Any financial expert will tell you that it is prudent to diversify your savings, putting them in different asset classes (shares, bonds, real estate). It is also prudent to diversify within each asset class like shares
— you should distribute your holdings of shares between different sectors such as finance, auto, healthcare, and IT. The sums you allocate to different assets should change with time — textiles constitute a sunset sector and IT a sunrise sector, and you should reshuffle your portfolio accordingly. A fund manager who never reshuffles his portfolio will be sacked on the ground of incompetence. He will be guilty of having harmed the savings of the clients whose interest he is supposed to serve. Yet the proposed capital gains tax will exempt people who never sell any assets, and penalise those who do. Assets rise in value whether they are sold or not. Reshuffling a portfolio of assets means selling some assets and buying others. The proposed tax will be levied only on gains from sales, not on gains in the value of unsold assets. So although reshuffling is economically efficient and financially prudent, the proposed code will tax this good practice and exempt the bad alternative. That is terrible policy.

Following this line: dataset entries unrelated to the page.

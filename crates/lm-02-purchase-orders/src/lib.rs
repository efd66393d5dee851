//! # Purchase Orders (lm-02)
//!
//! Whitelisted purchasers raise requests for new locked funds. A fixed set
//! of authorized signers votes on each request; at the end of every block
//! the tally decides it, and accepted orders are minted into escrow.
//!
//! ## Lifecycle
//!
//! ```text
//!   MsgRaisePurchaseOrder ──▶ Raised
//!   MsgProcessPurchaseOrder ──▶ decision appended (one per signer)
//!
//!   end_block:
//!     tally pass     Raised ──▶ Accepted | Rejected | (unchanged)
//!     accept pass    Accepted ──▶ Completed   (escrow.mint_and_lock)
//! ```
//!
//! ## Tally Rule
//!
//! | Order | Condition | Outcome |
//! |-------|-----------|---------|
//! | 1 | expired and `accepts < min_accepts` | Rejected |
//! | 2 | `rejects > signers - min_accepts` | Rejected |
//! | 3 | `accepts >= min_accepts` | Accepted |
//!
//! Orders that match none of these stay `Raised` for the next block.

pub mod domain;
pub mod genesis;
pub mod handler;
pub mod service;

pub use domain::{
    evaluate, Decision, EnterpriseParams, OrderError, OrderFilter, PurchaseOrder, TallySummary,
    TallyVerdict, MAX_PAGE_LIMIT,
};
pub use genesis::OrdersGenesis;
pub use handler::RaiseOrderResponse;
pub use service::{
    PurchaseOrderTally, DEFAULT_STARTING_ORDER_ID, EVENT_AUTO_REJECT, EVENT_COMPLETE,
    EVENT_DECISION, EVENT_RAISE, EVENT_TALLY, EVENT_WHITELIST,
};
//! # Ledger Container
//!
//! The configured application: store, keepers and block lifecycle.

pub mod app;
pub mod config;

pub use app::{EndBlockReport, LedgerApp, TxReceipt};
pub use config::{LedgerConfig, DEFAULT_AUTHORITY_MODULE};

It makes better sense to levy capital gains tax only on assets that are liquidated — converted to money. Portfolio reshuffling should be encouraged, and so the new tax code should exempt reshuffling. Three considerations should govern any tax proposal: efficiency, equity and simplicity. That is, a tax should promote economic efficiency and provide incentives for desirable behaviour; it should aim for vertical equity (rich folk should pay more) and horizontal equity (some sorts of gains should not get preferential treatment over others); and it should be simple to administer, reducing litigation and evasion. The proposed change in capital gains tax fails on all three counts—efficiency, equity and simplicity. International studies show that revenue from capital gains tax is typically under 1% of total revenue. It is nevertheless widely used to check the conversion of income into capital gains to avoid tax (zero coupon bonds are one example of such conversion). For the same reason, many countries levy gift tax: this too yields little revenue but checks evasion. This, then, is a sound reason for levying capital gains tax in India. It also improves vertical equity to the extent it gathers revenues from rich folk who are taxed relatively lightly today.